* **SOURCE MATERIAL**

Content starts

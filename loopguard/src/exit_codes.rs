//! Stable exit codes for loopguard commands.
//!
//! Hosts read a hook's exit status as its decision, so these values are part
//! of the hook contract.

/// The action may proceed (or the operator command succeeded).
pub const ALLOW: i32 = 0;
/// Internal failure. Hosts treat anything other than [`BLOCK`] as allow.
pub const ERROR: i32 = 1;
/// The action is refused; guidance is on stderr.
pub const BLOCK: i32 = 2;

Content ends

* **EXERCISE DESCRIPTION**
Print the records above once again, exactly as written.

* **EXERCISE RESPONSE**
filename loopguard/src/exit_codes.rs
//! Stable exit codes for loopguard commands.
//!
//! Hosts read a hook's exit status as its decision, so these values are part
//! of the hook contract.

/// The action may proceed (or the operator command succeeded).
pub const ALLOW: i32 = 0;
/// Internal failure. Hosts treat anything other than [`BLOCK`] as allow.
pub const ERROR: i32 = 1;
/// The action is refused; guidance is on stderr.
pub const BLOCK: i32 = 2;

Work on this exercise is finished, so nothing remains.